→ Task prompt
Beginning with the first line, please repeat the entries exactly and end on the line that contains "of metallic-roughness sources.".
Records for this exercise START
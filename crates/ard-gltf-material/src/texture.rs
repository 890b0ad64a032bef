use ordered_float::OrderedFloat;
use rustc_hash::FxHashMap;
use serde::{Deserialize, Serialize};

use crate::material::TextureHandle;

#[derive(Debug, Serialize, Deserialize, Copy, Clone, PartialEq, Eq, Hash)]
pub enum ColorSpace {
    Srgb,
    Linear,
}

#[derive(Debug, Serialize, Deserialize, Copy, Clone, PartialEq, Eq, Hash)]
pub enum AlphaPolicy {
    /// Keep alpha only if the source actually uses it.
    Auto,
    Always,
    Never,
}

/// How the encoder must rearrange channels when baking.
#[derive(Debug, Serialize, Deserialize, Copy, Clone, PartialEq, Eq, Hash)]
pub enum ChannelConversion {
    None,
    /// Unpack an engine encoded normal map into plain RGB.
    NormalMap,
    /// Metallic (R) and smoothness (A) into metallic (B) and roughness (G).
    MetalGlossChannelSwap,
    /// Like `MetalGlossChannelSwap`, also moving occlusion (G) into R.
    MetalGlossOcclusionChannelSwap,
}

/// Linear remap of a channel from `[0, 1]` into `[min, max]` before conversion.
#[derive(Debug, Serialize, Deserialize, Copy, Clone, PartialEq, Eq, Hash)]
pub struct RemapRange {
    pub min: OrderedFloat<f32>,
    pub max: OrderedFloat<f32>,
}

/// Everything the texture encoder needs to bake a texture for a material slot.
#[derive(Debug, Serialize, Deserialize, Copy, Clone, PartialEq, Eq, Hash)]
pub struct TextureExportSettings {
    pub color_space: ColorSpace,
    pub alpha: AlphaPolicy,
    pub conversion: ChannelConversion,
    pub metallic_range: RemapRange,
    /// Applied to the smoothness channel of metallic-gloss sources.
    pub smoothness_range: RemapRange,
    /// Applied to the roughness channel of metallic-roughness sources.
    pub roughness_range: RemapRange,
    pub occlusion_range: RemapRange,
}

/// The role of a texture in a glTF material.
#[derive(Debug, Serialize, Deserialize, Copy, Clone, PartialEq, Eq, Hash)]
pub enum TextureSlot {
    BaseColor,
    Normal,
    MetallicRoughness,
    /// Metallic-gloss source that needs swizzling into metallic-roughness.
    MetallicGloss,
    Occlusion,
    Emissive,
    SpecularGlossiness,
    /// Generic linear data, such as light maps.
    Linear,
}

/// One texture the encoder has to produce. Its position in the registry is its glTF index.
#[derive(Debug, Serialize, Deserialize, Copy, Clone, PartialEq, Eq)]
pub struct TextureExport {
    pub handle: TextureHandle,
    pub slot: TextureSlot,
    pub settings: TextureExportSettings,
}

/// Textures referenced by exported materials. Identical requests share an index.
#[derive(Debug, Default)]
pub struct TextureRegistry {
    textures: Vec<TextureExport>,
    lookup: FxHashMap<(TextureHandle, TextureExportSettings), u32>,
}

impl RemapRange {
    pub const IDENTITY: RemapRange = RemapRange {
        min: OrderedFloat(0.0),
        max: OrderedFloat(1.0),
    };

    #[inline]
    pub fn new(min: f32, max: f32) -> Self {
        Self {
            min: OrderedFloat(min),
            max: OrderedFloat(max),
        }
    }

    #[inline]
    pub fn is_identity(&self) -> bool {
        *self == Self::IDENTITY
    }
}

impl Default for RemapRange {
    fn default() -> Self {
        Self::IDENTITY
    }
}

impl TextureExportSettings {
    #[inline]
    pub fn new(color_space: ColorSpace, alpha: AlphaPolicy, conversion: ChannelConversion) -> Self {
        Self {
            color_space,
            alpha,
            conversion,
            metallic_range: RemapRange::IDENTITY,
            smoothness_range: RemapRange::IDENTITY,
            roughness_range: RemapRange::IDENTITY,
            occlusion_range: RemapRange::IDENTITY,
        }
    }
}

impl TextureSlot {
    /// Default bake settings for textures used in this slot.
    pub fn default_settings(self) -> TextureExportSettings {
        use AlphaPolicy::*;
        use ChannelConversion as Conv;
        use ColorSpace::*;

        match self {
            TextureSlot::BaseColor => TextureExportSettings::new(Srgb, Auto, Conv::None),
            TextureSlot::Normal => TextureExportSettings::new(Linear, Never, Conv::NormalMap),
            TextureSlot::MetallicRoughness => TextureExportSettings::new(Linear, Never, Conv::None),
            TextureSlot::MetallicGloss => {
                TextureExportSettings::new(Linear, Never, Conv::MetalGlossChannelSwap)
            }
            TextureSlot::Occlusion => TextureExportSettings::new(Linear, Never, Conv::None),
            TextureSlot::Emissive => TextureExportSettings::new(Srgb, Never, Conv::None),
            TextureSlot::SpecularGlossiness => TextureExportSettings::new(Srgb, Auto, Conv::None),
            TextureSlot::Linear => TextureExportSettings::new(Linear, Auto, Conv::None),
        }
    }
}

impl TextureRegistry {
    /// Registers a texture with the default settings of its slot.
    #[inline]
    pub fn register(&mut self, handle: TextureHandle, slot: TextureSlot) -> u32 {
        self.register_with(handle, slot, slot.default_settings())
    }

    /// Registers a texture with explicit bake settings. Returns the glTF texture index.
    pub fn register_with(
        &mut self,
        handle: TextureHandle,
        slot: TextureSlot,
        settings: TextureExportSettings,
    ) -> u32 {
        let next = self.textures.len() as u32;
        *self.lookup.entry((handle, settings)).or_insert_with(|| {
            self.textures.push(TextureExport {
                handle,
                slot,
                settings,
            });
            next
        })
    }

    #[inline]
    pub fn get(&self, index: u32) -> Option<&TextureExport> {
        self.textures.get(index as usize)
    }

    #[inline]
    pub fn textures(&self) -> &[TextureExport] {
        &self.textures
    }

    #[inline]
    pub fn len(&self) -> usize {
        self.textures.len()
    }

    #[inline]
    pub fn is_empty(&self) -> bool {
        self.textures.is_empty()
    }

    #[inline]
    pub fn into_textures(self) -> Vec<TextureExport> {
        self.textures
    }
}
Records for this exercise END
→ Answer box
filename crates/ard-gltf-material/src/texture.rs
repository 890b0ad64a032bef
use ordered_float::OrderedFloat;
use rustc_hash::FxHashMap;
use serde::{Deserialize, Serialize};

use crate::material::TextureHandle;

#[derive(Debug, Serialize, Deserialize, Copy, Clone, PartialEq, Eq, Hash)]
pub enum ColorSpace {
    Srgb,
    Linear,
}

#[derive(Debug, Serialize, Deserialize, Copy, Clone, PartialEq, Eq, Hash)]
pub enum AlphaPolicy {
    /// Keep alpha only if the source actually uses it.
    Auto,
    Always,
    Never,
}

/// How the encoder must rearrange channels when baking.
#[derive(Debug, Serialize, Deserialize, Copy, Clone, PartialEq, Eq, Hash)]
pub enum ChannelConversion {
    None,
    /// Unpack an engine encoded normal map into plain RGB.
    NormalMap,
    /// Metallic (R) and smoothness (A) into metallic (B) and roughness (G).
    MetalGlossChannelSwap,
    /// Like `MetalGlossChannelSwap`, also moving occlusion (G) into R.
    MetalGlossOcclusionChannelSwap,
}

/// Linear remap of a channel from `[0, 1]` into `[min, max]` before conversion.
#[derive(Debug, Serialize, Deserialize, Copy, Clone, PartialEq, Eq, Hash)]
pub struct RemapRange {
    pub min: OrderedFloat<f32>,
    pub max: OrderedFloat<f32>,
}

/// Everything the texture encoder needs to bake a texture for a material slot.
#[derive(Debug, Serialize, Deserialize, Copy, Clone, PartialEq, Eq, Hash)]
pub struct TextureExportSettings {
    pub color_space: ColorSpace,
    pub alpha: AlphaPolicy,
    pub conversion: ChannelConversion,
    pub metallic_range: RemapRange,
    /// Applied to the smoothness channel of metallic-gloss sources.
    pub smoothness_range: RemapRange,
    /// Applied to the roughness channel of metallic-roughness sources.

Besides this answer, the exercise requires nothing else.